How to complete this task: From the listing below, copy every line with the word "join".
=-=-=
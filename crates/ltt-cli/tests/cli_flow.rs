//! End-to-end tests driving the `ltt` binary against a temporary database.

use std::io::Write;
use std::process::{Command, Output, Stdio};

use tempfile::{NamedTempFile, TempDir};

struct Env {
    _temp: TempDir,
    config: NamedTempFile,
}

impl Env {
    fn new() -> Self {
        let temp = TempDir::new().unwrap();
        let db_path = temp.path().join("ltt.db");

        let mut config = NamedTempFile::new().unwrap();
        writeln!(config, r#"database_path = "{}""#, db_path.display()).unwrap();
        config.flush().unwrap();

        Self {
            _temp: temp,
            config,
        }
    }

    fn command(&self) -> Command {
        let mut command = Command::new(env!("CARGO_BIN_EXE_ltt"));
        command.arg("--config").arg(self.config.path());
        command
    }

    fn run(&self, args: &[&str]) -> Output {
        self.command().args(args).output().unwrap()
    }

    fn run_ok(&self, args: &[&str]) -> String {
        let output = self.run(args);
        assert!(
            output.status.success(),
            "ltt {} failed: {}",
            args.join(" "),
            String::from_utf8_lossy(&output.stderr)
        );
        String::from_utf8(output.stdout).unwrap()
    }

    fn track(&self, args: &[&str], input: &str) -> Output {
        let mut child = self
            .command()
            .arg("track")
            .args(args)
            .stdin(Stdio::piped())
            .stdout(Stdio::piped())
            .stderr(Stdio::piped())
            .spawn()
            .unwrap();
        // The process may exit before reading everything
        let _ = child.stdin.take().unwrap().write_all(input.as_bytes());
        child.wait_with_output().unwrap()
    }
}

#[test]
fn test_help_lists_commands() {
    let output = Command::new(env!("CARGO_BIN_EXE_ltt"))
        .arg("--help")
        .output()
        .unwrap();
    assert!(output.status.success());
    let stdout = String::from_utf8_lossy(&output.stdout);
    for command in ["customers", "log", "export", "settings", "track"] {
        assert!(stdout.contains(command), "help should mention {command}");
    }
}

#[test]
fn test_customer_lifecycle() {
    let env = Env::new();

    let added = env.run_ok(&[
        "customers",
        "add",
        "--name",
        "Acme Corp",
        "--engagement-type",
        "Retainer",
        "--hours",
        "10",
    ]);
    assert!(added.starts_with("Added Acme Corp ("));

    let listed = env.run_ok(&["customers", "list", "--json"]);
    let value: serde_json::Value = serde_json::from_str(&listed).unwrap();
    assert_eq!(value.as_array().unwrap().len(), 1);
    assert_eq!(value[0]["hoursRemaining"], 10.0);

    env.run_ok(&["customers", "edit", "acme corp", "--hours", "12.5"]);
    env.run_ok(&["customers", "archive", "Acme Corp"]);
    let active = env.run_ok(&["customers", "list"]);
    assert!(active.starts_with("No customers."));
    let all = env.run_ok(&["customers", "list", "--all"]);
    assert!(all.contains("12.50h"));
    assert!(all.contains("(archived)"));

    env.run_ok(&["customers", "delete", "Acme Corp"]);
    let output = env.run(&["customers", "delete", "Acme Corp"]);
    assert!(!output.status.success());
    assert!(String::from_utf8_lossy(&output.stderr).contains("no customer matching"));
}

#[test]
fn test_invalid_hours_rejected() {
    let env = Env::new();
    let output = env.run(&["customers", "add", "--name", "Acme", "--hours=-3"]);
    assert!(!output.status.success());
    assert!(env.run_ok(&["customers", "list"]).starts_with("No customers."));
}

#[test]
fn test_track_session_is_persisted() {
    let env = Env::new();
    env.run_ok(&["customers", "add", "--name", "Acme", "--hours", "1"]);

    let output = env.track(&["acme"], "status\nstart\nstatus\nstop\nquit\n");
    assert!(
        output.status.success(),
        "track failed: {}",
        String::from_utf8_lossy(&output.stderr)
    );
    let stdout = String::from_utf8(output.stdout).unwrap();
    assert!(stdout.contains("Customer: Acme"));
    assert!(stdout.contains("Started timer for Acme."));
    assert!(stdout.contains("Timer: running"));
    assert!(stdout.contains("Saved "));

    let log = env.run_ok(&["log", "Acme", "--json"]);
    let value: serde_json::Value = serde_json::from_str(&log).unwrap();
    assert_eq!(value["sessions"].as_array().unwrap().len(), 1);
}

#[test]
fn test_track_saves_running_session_at_end_of_input() {
    let env = Env::new();
    env.run_ok(&["customers", "add", "--name", "Acme", "--hours", "1"]);

    let output = env.track(&[], "start\n");
    assert!(output.status.success());
    let stdout = String::from_utf8(output.stdout).unwrap();
    assert!(stdout.contains("before exit."));

    let log = env.run_ok(&["log", "Acme", "--json"]);
    let value: serde_json::Value = serde_json::from_str(&log).unwrap();
    assert_eq!(value["sessions"].as_array().unwrap().len(), 1);
}

#[test]
fn test_track_unknown_customer_fails() {
    let env = Env::new();
    let output = env.track(&["globex"], "quit\n");
    assert!(!output.status.success());
    assert!(String::from_utf8_lossy(&output.stderr).contains("no active customer matching"));
}

#[test]
fn test_export_writes_csv() {
    let env = Env::new();
    env.run_ok(&["customers", "add", "--name", "Acme Corp", "--hours", "1"]);
    env.track(&[], "start\nstop\nquit\n");

    let out_dir = TempDir::new().unwrap();
    let path = out_dir.path().join("acme.csv");
    let message = env.run_ok(&["export", "Acme Corp", "--output", path.to_str().unwrap()]);
    assert!(message.starts_with("Exported 1 session for Acme Corp"));

    let csv = std::fs::read_to_string(&path).unwrap();
    let mut lines = csv.lines();
    assert_eq!(lines.next(), Some("Date,Duration,Start Time,End Time"));
    assert!(lines.next().unwrap().starts_with('"'));
    assert_eq!(lines.next(), None);
}

#[test]
fn test_export_default_file_name() {
    let env = Env::new();
    env.run_ok(&["customers", "add", "--name", "Acme Corp", "--hours", "1"]);

    let work_dir = TempDir::new().unwrap();
    let output = env
        .command()
        .current_dir(work_dir.path())
        .args(["export", "Acme Corp"])
        .output()
        .unwrap();
    assert!(output.status.success());
    assert!(work_dir.path().join("time-log-acme-corp.csv").exists());
}

#[test]
fn test_settings_round_trip() {
    let env = Env::new();
    env.run_ok(&[
        "settings",
        "set",
        "--idle-detection",
        "true",
        "--idle-timeout-minutes",
        "30",
    ]);

    let shown = env.run_ok(&["settings", "show", "--json"]);
    let value: serde_json::Value = serde_json::from_str(&shown).unwrap();
    assert_eq!(value["idleDetection"], true);
    assert_eq!(value["idleTimeoutMinutes"], 30);
    assert_eq!(value["theme"], "dark");
}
=-=-=
Output of the exercise:
        let db_path = temp.path().join("ltt.db");
            args.join(" "),
    let path = out_dir.path().join("acme.csv");
    assert!(work_dir.path().join("time-log-acme-corp.csv").exists());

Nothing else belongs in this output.